How Do Other Countries Approach Data Privacy?
- Europe: The EU Charter of Fundamental Rights assures EU citizens the right to data protection. The bloc’s General Data Protection Regulation (GDPR), passed in May of 2018, put stringent restrictions on commercial data collection.
- Canada: 28 federal, provincial, and territorial laws govern consumer data privacy; DLA Piper ranks the country’s data protection legislation as heavy, in comparison to Russia (medium) and India (limited).
- The United States: As usual, the States doesn’t have a single comprehensive federal law for data privacy. Instead, its lawmakers have passed hundreds of local and state acts, many of which are seen by the Federal Trade Commission (FTC).
China, in contrast, thinks data should be a national asset and has written data collection into its five-year plan. Although its new legislation will help curtail private access to consumer data, the government may be the final beneficiary.
What Will China Do With the Data?
According to advisors, consumer data can mitigate financial crises and viral outbreaks. It can protect the interest of national security—no surprise—and help the government with criminal surveillance. Right now, Chinese regulators have summoned 13 major tech firms, including Tencent, JD.com, Meituan, and ByteDance, to meet with China’s central bank. Communist Party Chief President Xi Jinping can shut down any companies found violating the new privacy laws, as well as hit them with a fine of up to 10 million yuan—US$1.6mn.
How Will Laws Affect Foreign Firms?
Now, foreign firms must store data on Chinese soil, a practice that many companies protest will infringe on their proprietary data. So far, Tesla will comply: in late May, the electric car manufacturer promised to build more Chinese factories and keep the resulting information within Chinese borders. In fact, businesses hoping to start China-based businesses—such as Citigroup and BlackRock—will have to comply with the “data-localisation laws”.

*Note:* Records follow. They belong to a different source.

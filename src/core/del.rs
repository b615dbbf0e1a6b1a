use super::ledger::LedgerState;
use crate::errors::AppResult;
use crate::models::ContainerRecord;
use crate::store::session::Reconcile;
use tracing::{info, warn};

pub struct DeleteLogic;

impl DeleteLogic {
    /// Remove the record at `index` and reconcile an open edit session.
    ///
    /// A session on the removed record is invalidated; one on a later record
    /// follows it down by one position.
    pub fn apply(state: &mut LedgerState, index: usize) -> AppResult<ContainerRecord> {
        let removed = state.store.remove(index)?;

        state.journal.push(
            "del",
            &format!("#{index}"),
            &format!("{} at {}", removed.container_number, removed.port),
        );
        info!(index, container = %removed.container_number, "record deleted");

        let reconcile = state
            .session
            .as_mut()
            .map(|s| s.on_removed(index))
            .unwrap_or(Reconcile::Unaffected);

        match reconcile {
            Reconcile::Invalidated => {
                state.session = None;
                state.journal.push(
                    "edit_invalidated",
                    &format!("#{index}"),
                    "record under edit was deleted",
                );
                warn!(index, "edit session invalidated by delete");
            }
            Reconcile::Repointed { from, to } => {
                state.journal.push(
                    "edit_repointed",
                    &format!("#{from} -> #{to}"),
                    "record under edit moved after delete",
                );
                info!(from, to, "edit session re-pointed");
            }
            Reconcile::Unaffected => {}
        }

        Ok(removed)
    }
}
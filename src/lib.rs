//! rContainerLog library root.
//! Exposes the CLI parser, the high-level run() function, and the record
//! store with its entry/edit/delete workflows.

pub mod cli;
pub mod config;
pub mod core;
pub mod errors;
pub mod export;
pub mod logging;
pub mod models;
pub mod store;
pub mod ui;
pub mod utils;

use clap::Parser;
use cli::parser::{Cli, Commands};
use config::Config;
use errors::AppResult;
use std::path::PathBuf;

/// Central command dispatcher
pub fn dispatch(cli: &Cli, cfg: Config) -> AppResult<()> {
    let config_path = cli.config.as_deref().map(utils::path::expand_tilde);

    match &cli.command {
        Some(cmd @ Commands::Init { .. }) => cli::commands::init::handle(cmd, config_path.as_deref()),
        Some(cmd @ Commands::Config { .. }) => {
            cli::commands::config::handle(cmd, &cfg, config_path.as_deref())
        }
        Some(Commands::Shell { script, no_color }) => {
            cli::commands::shell::handle(cfg, script.as_deref(), *no_color)
        }
        None => cli::commands::shell::handle(cfg, None, false),
    }
}

/// Load the configuration file and apply command-line overrides.
pub fn load_config(cli: &Cli) -> AppResult<Config> {
    let path: Option<PathBuf> = cli.config.as_deref().map(utils::path::expand_tilde);
    let mut cfg = Config::load(path.as_deref())?;

    if let Some(lang) = cli.lang {
        cfg.language = lang;
    }
    if cli.strict {
        cfg.strict_validation = true;
    }

    Ok(cfg)
}

/// Entry point used by main.rs
pub fn run() -> AppResult<()> {
    // 1️⃣ parse CLI
    let cli = Cli::parse();

    // 2️⃣ diagnostics on stderr
    logging::setup_logging();

    // 3️⃣ load config once, with CLI overrides
    let cfg = load_config(&cli)?;
    tracing::debug!(?cfg, "configuration loaded");

    // 4️⃣ hand everything to the dispatcher
    dispatch(&cli, cfg)
}
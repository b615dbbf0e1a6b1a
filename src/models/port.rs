use crate::errors::{AppError, AppResult};
use serde::{Deserialize, Deserializer, Serialize, Serializer};
use std::fmt;
use std::str::FromStr;

/// Harbors where arrivals are logged. The set is closed.
#[derive(Debug, Clone, Copy, PartialEq, Eq, Hash, Default)]
pub enum Port {
    #[default]
    Alesund,
    Stavanger,
    Haugesund,
    Molde,
    Forde,
    Trondheim,
}

impl Port {
    pub const ALL: [Port; 6] = [
        Port::Alesund,
        Port::Stavanger,
        Port::Haugesund,
        Port::Molde,
        Port::Forde,
        Port::Trondheim,
    ];

    /// Display label, as shown in the form and stored in exports.
    pub fn label(&self) -> &'static str {
        match self {
            Port::Alesund => "Ålesund",
            Port::Stavanger => "Stavanger",
            Port::Haugesund => "Haugesund",
            Port::Molde => "Molde",
            Port::Forde => "Førde",
            Port::Trondheim => "Trondheim",
        }
    }

    /// Parse a label typed by the user.
    ///
    /// Matching is case-insensitive; `Alesund` and `Forde` are accepted as
    /// ASCII spellings. Anything else is rejected.
    pub fn from_label(s: &str) -> Option<Self> {
        match s.trim().to_lowercase().as_str() {
            "ålesund" | "alesund" | "aalesund" => Some(Port::Alesund),
            "stavanger" => Some(Port::Stavanger),
            "haugesund" => Some(Port::Haugesund),
            "molde" => Some(Port::Molde),
            "førde" | "forde" => Some(Port::Forde),
            "trondheim" => Some(Port::Trondheim),
            _ => None,
        }
    }

    pub fn labels() -> Vec<&'static str> {
        Self::ALL.iter().map(Port::label).collect()
    }
}

impl fmt::Display for Port {
    fn fmt(&self, f: &mut fmt::Formatter<'_>) -> fmt::Result {
        f.write_str(self.label())
    }
}

impl FromStr for Port {
    type Err = AppError;

    fn from_str(s: &str) -> AppResult<Self> {
        Port::from_label(s).ok_or_else(|| {
            AppError::InvalidPort(format!(
                "'{}'. Valid ports: {}",
                s,
                Port::labels().join(", ")
            ))
        })
    }
}

impl Serialize for Port {
    fn serialize<S: Serializer>(&self, serializer: S) -> Result<S::Ok, S::Error> {
        serializer.serialize_str(self.label())
    }
}

impl<'de> Deserialize<'de> for Port {
    fn deserialize<D: Deserializer<'de>>(deserializer: D) -> Result<Self, D::Error> {
        let raw = String::deserialize(deserializer)?;
        raw.parse().map_err(serde::de::Error::custom)
    }
}
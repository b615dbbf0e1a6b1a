use predicates::prelude::PredicateBooleanExt;
use predicates::str::contains;

mod common;
use common::{TWO_RECORDS, rcl, setup_test_config, shell, temp_out};

#[test]
fn test_add_and_list() {
    let cfg = setup_test_config("add_and_list");
    let mut lines = TWO_RECORDS.to_vec();
    lines.push("list");

    shell(&cfg, &lines)
        .assert()
        .success()
        .stdout(contains("Container entry added successfully! (#0)"))
        .stdout(contains("Container entry added successfully! (#1)"))
        .stdout(contains("Container Number"))
        .stdout(contains("2025-09-01 Ålesund C1"))
        .stdout(contains("2025-09-01 Molde   C2"));
}

#[test]
fn test_list_empty_store() {
    let cfg = setup_test_config("list_empty");

    shell(&cfg, &["list"])
        .assert()
        .success()
        .stdout(contains("No container entries yet"));
}

#[test]
fn test_empty_container_is_skipped() {
    let cfg = setup_test_config("empty_container");

    shell(&cfg, &["add --port Molde --container '   '", "list"])
        .assert()
        .success()
        .stdout(contains("Entry not added"))
        .stdout(contains("No container entries yet"));
}

#[test]
fn test_strict_flag_reports_empty_container() {
    let cfg = setup_test_config("strict_empty");

    rcl()
        .args(["--config", &cfg, "--strict", "shell", "--no-color"])
        .write_stdin("add --port Molde\nlist\n")
        .assert()
        .success()
        .stderr(contains("Container number must not be empty"))
        .stdout(contains("No container entries yet"));
}

#[test]
fn test_invalid_port_is_rejected() {
    let cfg = setup_test_config("invalid_port");

    shell(&cfg, &["add --port Bergen --container C1", "list"])
        .assert()
        .success()
        .stderr(contains("Invalid port"))
        .stdout(contains("No container entries yet"));
}

#[test]
fn test_delete_then_edit_scenario() {
    let cfg = setup_test_config("delete_then_edit");
    let mut lines = TWO_RECORDS.to_vec();
    lines.extend(["del 0 -y", "edit 0", "save --comment checked", "list", "show"]);

    shell(&cfg, &lines)
        .assert()
        .success()
        .stdout(contains("Entry deleted successfully! (#0)"))
        .stdout(contains("Edit Container Entry #0"))
        .stdout(contains("Entry updated successfully! (#0)"))
        .stdout(contains("0 2025-09-01 Molde C2               ADR    09:15        checked"))
        .stdout(contains("Ålesund C1").not())
        .stdout(contains("Last operation: save: ok"));
}

#[test]
fn test_cancel_keeps_record() {
    let cfg = setup_test_config("cancel_edit");
    let mut lines = TWO_RECORDS.to_vec();
    lines.extend(["edit 1", "set --container CHANGED", "cancel", "list"]);

    shell(&cfg, &lines)
        .assert()
        .success()
        .stdout(contains("Edit cancelled."))
        .stdout(contains("Molde   C2"));
}

#[test]
fn test_delete_asks_confirmation() {
    let cfg = setup_test_config("delete_confirm");
    let mut lines = TWO_RECORDS.to_vec();
    lines.extend(["del 1", "n", "del 0", "y", "list"]);

    shell(&cfg, &lines)
        .assert()
        .success()
        .stdout(contains("Delete entry #1? This action is irreversible."))
        .stdout(contains("Operation cancelled."))
        .stdout(contains("Entry deleted successfully! (#0)"))
        .stdout(contains("Ålesund C1").not())
        .stdout(contains("Molde C2"));
}

#[test]
fn test_deleting_edited_record_discards_edit() {
    let cfg = setup_test_config("delete_edited");
    let mut lines = TWO_RECORDS.to_vec();
    lines.extend(["edit 1", "del 1 -y", "save --comment late"]);

    shell(&cfg, &lines)
        .assert()
        .success()
        .stdout(contains("edit discarded"))
        .stderr(contains("No record is currently being edited"));
}

#[test]
fn test_out_of_range_index() {
    let cfg = setup_test_config("out_of_range");
    let mut lines = TWO_RECORDS.to_vec();
    lines.extend(["edit 7", "del 2 -y", "list"]);

    shell(&cfg, &lines)
        .assert()
        .success()
        .stderr(contains("Index 7 is out of range (records: 2)"))
        .stderr(contains("Index 2 is out of range (records: 2)"))
        .stdout(contains("Molde   C2"));
}

#[test]
fn test_croatian_labels() {
    let cfg = setup_test_config("croatian");
    let mut lines = TWO_RECORDS.to_vec();
    lines.push("list");

    rcl()
        .args(["--config", &cfg, "--lang", "hr", "shell", "--no-color"])
        .write_stdin(format!("{}\n", lines.join("\n")))
        .assert()
        .success()
        .stdout(contains("Zapis je dodan."))
        .stdout(contains("Vrijeme dolaska"))
        .stdout(contains("Kontejner"));
}

#[test]
fn test_log_records_operations() {
    let cfg = setup_test_config("journal");
    let mut lines = TWO_RECORDS.to_vec();
    lines.extend(["edit 1", "del 0 -y", "cancel", "log"]);

    shell(&cfg, &lines)
        .assert()
        .success()
        .stdout(contains("Internal log:"))
        .stdout(contains("add"))
        .stdout(contains("edit_repointed"))
        .stdout(contains("cancel"));
}

#[test]
fn test_export_csv_and_json() {
    let cfg = setup_test_config("export");
    let csv_out = temp_out("export", "csv");
    let json_out = temp_out("export", "json");

    let export_csv = format!("export --format csv --file {csv_out}");
    let export_json = format!("export --format json --file {json_out}");
    let mut lines = TWO_RECORDS.to_vec();
    lines.extend([export_csv.as_str(), export_json.as_str()]);

    shell(&cfg, &lines)
        .assert()
        .success()
        .stdout(contains("CSV export completed"))
        .stdout(contains("JSON export completed"));

    let csv = std::fs::read_to_string(&csv_out).expect("csv written");
    assert!(csv.starts_with("index,date,port,container_number,status,arrival_time,comment"));
    assert!(csv.contains("1,2025-09-01,Molde,C2,ADR,09:15,"));

    let json: serde_json::Value =
        serde_json::from_str(&std::fs::read_to_string(&json_out).expect("json written")).unwrap();
    assert_eq!(json[0]["port"], "Ålesund");
    assert_eq!(json[1]["container_number"], "C2");
}

#[test]
fn test_script_file_and_quit() {
    let cfg = setup_test_config("script");
    let script = temp_out("script", "rcl");
    std::fs::write(
        &script,
        "# morning arrivals\nadd -p Trondheim -c C9 -s lastcast -t 06:30\nquit\nadd -p Molde -c C10\n",
    )
    .unwrap();

    rcl()
        .args(["--config", &cfg, "shell", "--no-color", "--script", &script])
        .assert()
        .success()
        .stdout(contains("(#0)"))
        .stdout(contains("(#1)").not());
}

#[test]
fn test_init_and_print_config() {
    let cfg = setup_test_config("init_print");

    rcl()
        .args(["--config", &cfg, "init"])
        .assert()
        .success()
        .stdout(contains("Config file:"));

    rcl()
        .args(["--config", &cfg, "config", "--print"])
        .assert()
        .success()
        .stdout(contains("language: en"))
        .stdout(contains("default_port: Ålesund"))
        .stdout(contains("strict_validation: false"));

    rcl()
        .args(["--config", &cfg, "init"])
        .assert()
        .success()
        .stdout(contains("already exists"));
}

#[test]
fn test_config_file_defaults_are_used() {
    let cfg = setup_test_config("config_defaults");
    std::fs::write(
        &cfg,
        "default_port: Haugesund\ndefault_status: T\nconfirm_delete: false\n",
    )
    .unwrap();

    shell(&cfg, &["add -c C5 -t 10:00 --date 2025-09-02", "del 0", "add -c C6 -t 10:05 --date 2025-09-02", "list"])
        .assert()
        .success()
        .stdout(contains("Entry deleted successfully! (#0)"))
        .stdout(contains("Haugesund C6"))
        .stdout(contains("Delete entry").not());
}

The Chinese government has framed data as a critical source of intelligence for the party and central government. “You have the most sufficient data, then you can make the most objective and accurate analyses”, Mr Xi told Tencent’s founder, Mr Ma. “The...suggestions to the government in this regard are very valuable”.
Greater digital control is coming, that’s for sure. Mr Xi has named big data as an essential part of China’s economy, right up there with land and labour. “Whoever controls data will have the initiative”.